*WHAT YOU ARE ASKED TO DO*.
Find "pub const ROUND_ROBIN_QUANTUM: u32 = 1;" in the material below and restate exactly the line holding it together with every line that comes after.

*AVAILABLE DATA*.
-- Opening Marker --
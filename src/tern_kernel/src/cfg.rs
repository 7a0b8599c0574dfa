//! Compile-time kernel configuration
//!
//! These constants parameterize the kernel the way a board support package
//! would. They are deliberately plain constants rather than runtime settings;
//! the kernel allocates no memory and sizes everything at compile time.

/// The frequency of the kernel timebase, in hertz. One interrupt from the
/// timebase is one *tick*, the unit of all timed operations.
pub const TICK_RATE_HZ: u32 = 1_000;

/// The length of the time slice given to each `RoundRobin` thread, in ticks.
pub const ROUND_ROBIN_QUANTUM: u32 = 1;

/// The capacity of a receiver's queued-signal pool.
pub const SIGNAL_QUEUE_LEN: usize = 8;

/// The capacity of a catcher's signal-action association table.
pub const SIGNAL_ACTION_LEN: usize = 8;

/// The alignment of thread stack storage.
pub const STACK_ALIGN: usize = 16;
-- Closing Marker --
*RESPONSE FOR THIS EXERCISE*.
pub const ROUND_ROBIN_QUANTUM: u32 = 1;

/// The capacity of a receiver's queued-signal pool.
pub const SIGNAL_QUEUE_LEN: usize = 8;

/// The capacity of a catcher's signal-action association table.
pub const SIGNAL_ACTION_LEN: usize = 8;

/// The alignment of thread stack storage.
pub const STACK_ALIGN: usize = 16;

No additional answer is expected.